Faced for the first time with a situation where she isn’t told how to feel, she turns to art to help herself understand better. She is working on discovering herself and realizing that it is a process. She is trying to learn new scripts.

For the first time she is allowed to indulge her nerdiness. She becomes obsessed with a show and even uses it as a script to navigate this new world.

A lot of what I see in Peridot is fear. Fear of failure. Fear of not mattering. Fear of being a disappointment. When her new friends are actively threatened however, when she actually thinks there is a danger they cannot handle, she doesn’t hesitate to put herself between them and it. We see this at the end of the baseball game when she runs out to take the Ruby’s punishment she expects to come.
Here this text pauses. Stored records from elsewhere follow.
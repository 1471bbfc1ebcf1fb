//! JSON problem definition: truss network, boundary conditions, optional
//! contact interface and run configuration.
//!
//! ```json
//! {
//!   "job_name": "blocks",
//!   "dimension": 2,
//!   "nodes": [{ "id": 0, "x": 0.0, "y": 0.0 }, ...],
//!   "elements": [{ "id": 0, "nodes": [0, 2], "area": 1.0, "youngs_modulus": 100.0 }],
//!   "boundary_conditions": { "displacement_bcs": [...], "concentrated_loads": [...] },
//!   "contact": { "slave_nodes": [4, 5], "master_segments": [[2, 3]] },
//!   "config": { "dynamic_type": "static", "time": { "dt": 0.2, "max_time": 1.0, "num_steps": 5 } }
//! }
//! ```

use std::path::Path;

use serde::{Deserialize, Serialize};
use tracing::info;

use crate::backend::create_backend;
use crate::boundary_conditions::BoundaryConditions;
use crate::config::{DynamicType, SolverConfig};
use crate::contact::{ContactConstraintManager, ContactInterfaceDefinition};
use crate::contact_integrator::ContactAwareIntegrator;
use crate::elements::{Kinematics, Truss, TrussNetwork};
use crate::error::{Result, SolverError};
use crate::genalpha::GenAlphaIntegrator;
use crate::mesh::Node;
use crate::solver::ActiveSetNewtonSolver;

fn default_job_name() -> String {
    "cdyn".to_string()
}

fn default_dimension() -> usize {
    2
}

#[derive(Debug, Clone, Serialize, Deserialize)]
pub struct ProblemDefinition {
    #[serde(default = "default_job_name")]
    pub job_name: String,
    /// Spatial dimension and DOFs per node
    #[serde(default = "default_dimension")]
    pub dimension: usize,
    pub nodes: Vec<Node>,
    pub elements: Vec<Truss>,
    #[serde(default)]
    pub kinematics: Kinematics,
    #[serde(default)]
    pub boundary_conditions: BoundaryConditions,
    #[serde(default)]
    pub contact: Option<ContactInterfaceDefinition>,
    /// Replace the initial acceleration by the equilibrium one.
    #[serde(default)]
    pub consistent_initial_acceleration: bool,
    #[serde(default)]
    pub config: SolverConfig,
}

impl ProblemDefinition {
    pub fn from_json_str(text: &str) -> Result<Self> {
        serde_json::from_str(text).map_err(|e| SolverError::Io(e.into()))
    }

    pub fn load(path: impl AsRef<Path>) -> Result<Self> {
        let text = std::fs::read_to_string(path).map_err(|e| SolverError::Io(e.into()))?;
        Self::from_json_str(&text)
    }

    pub fn num_nodes(&self) -> usize {
        self.nodes.len()
    }

    pub fn num_dofs(&self) -> usize {
        self.nodes.len() * self.dimension
    }

    /// Short description for the job report.
    pub fn analysis_type(&self) -> String {
        let kind = match self.config.dynamic_type {
            DynamicType::Static => "static",
            DynamicType::GenAlpha => "generalized-alpha",
        };
        match &self.contact {
            Some(_) => format!("{kind} with contact"),
            None => kind.to_string(),
        }
    }

    /// Set up integrator, contact manager and solver.
    pub fn build(&self) -> Result<ActiveSetNewtonSolver> {
        let network = TrussNetwork::new(
            self.dimension,
            self.nodes.clone(),
            self.elements.clone(),
            self.kinematics,
        )?;
        let mut integrator = GenAlphaIntegrator::new(
            self.config,
            Box::new(network),
            create_backend(self.config.linear_solver),
            self.boundary_conditions.clone(),
        )?;
        if self.consistent_initial_acceleration {
            integrator.consistent_initial_acceleration()?;
        }

        let contact = self
            .contact
            .as_ref()
            .map(|definition| {
                ContactConstraintManager::new(
                    definition.clone(),
                    &self.nodes,
                    self.dimension,
                    self.config.contact,
                    integrator.params().alpha_f,
                    integrator.state().displacement_n(),
                )
            })
            .transpose()?;

        info!(
            job = %self.job_name,
            nodes = self.nodes.len(),
            elements = self.elements.len(),
            dofs = self.num_dofs(),
            analysis = %self.analysis_type(),
            "problem set up"
        );
        let model = ContactAwareIntegrator::new(integrator, contact)?;
        Ok(ActiveSetNewtonSolver::new(model))
    }
}

#[cfg(test)]
mod tests {
    use super::*;

    const TWO_BARS: &str = r#"{
        "job_name": "bars",
        "nodes": [
            { "id": 0, "x": 0.0, "y": 0.0 },
            { "id": 1, "x": 1.0, "y": 0.0 },
            { "id": 2, "x": 2.0, "y": 0.0 }
        ],
        "elements": [
            { "id": 0, "nodes": [0, 1], "area": 1.0, "youngs_modulus": 10.0, "density": 1.0 },
            { "id": 1, "nodes": [1, 2], "area": 1.0, "youngs_modulus": 10.0, "density": 1.0 }
        ],
        "boundary_conditions": {
            "displacement_bcs": [
                { "node": 0, "first_dof": 0, "last_dof": 1 },
                { "node": 1, "first_dof": 1, "last_dof": 1 },
                { "node": 2, "first_dof": 1, "last_dof": 1 }
            ],
            "concentrated_loads": [{ "node": 2, "dof": 0, "magnitude": 1.0 }]
        },
        "config": { "dynamic_type": "static", "time": { "dt": 1.0, "max_time": 1.0, "num_steps": 1 } }
    }"#;

    #[test]
    fn parses_with_defaults() {
        let problem = ProblemDefinition::from_json_str(TWO_BARS).expect("valid problem");
        assert_eq!(problem.job_name, "bars");
        assert_eq!(problem.dimension, 2);
        assert_eq!(problem.num_dofs(), 6);
        assert!(problem.contact.is_none());
        assert_eq!(problem.kinematics, Kinematics::Linear);
        assert_eq!(problem.analysis_type(), "static");
    }

    #[test]
    fn builds_and_solves() {
        let problem = ProblemDefinition::from_json_str(TWO_BARS).expect("valid problem");
        let mut solver = problem.build().expect("setup");
        let reports = solver.integrate(None).expect("integration");
        assert_eq!(reports.len(), 1);
        let displacement = solver.model().integrator().state().displacement_n();
        // two springs of stiffness 10 in series under a unit load
        assert!((displacement[4] - 0.2).abs() < 1e-9);
    }

    #[test]
    fn invalid_json_is_an_io_error() {
        assert!(matches!(
            ProblemDefinition::from_json_str("{ not json"),
            Err(SolverError::Io(_))
        ));
    }

    #[test]
    fn contact_on_unknown_node_is_rejected() {
        let mut problem = ProblemDefinition::from_json_str(TWO_BARS).expect("valid problem");
        problem.contact = Some(ContactInterfaceDefinition::new(vec![1, 7], vec![[0, 2]]));
        assert!(matches!(problem.build(), Err(SolverError::Configuration(_))));
    }
}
And when facing Jasper in the Quarry, it is when Steven and Amethyst are about to be attacked that her metal control powers work as planned.

Peridot is another victim of Homeworld’s abuse. She is struggling with that abuse the same as all the others. She is struggling with the realization that what she went through WAS abusive but more than that, that while following orders she let herself be a tool for abuse.

In order to embrace a deeper truth about herself, she had to give up a lot of what had always meant so much to her: the approval of the society she once served, the chance at recognition from her one-time heroes, the chance to move up in status, her home, her culture, her entire belief system.

She may be a tiny slice of pie, but she is fierce and she is just learning that herself. She has more to offer the world than just what she can do for them, and hopefully she learns that too. Her anger has a purpose. It was born of something she still needs to discover, but when she does, I think this little slice of pie will be a force to be reckoned with.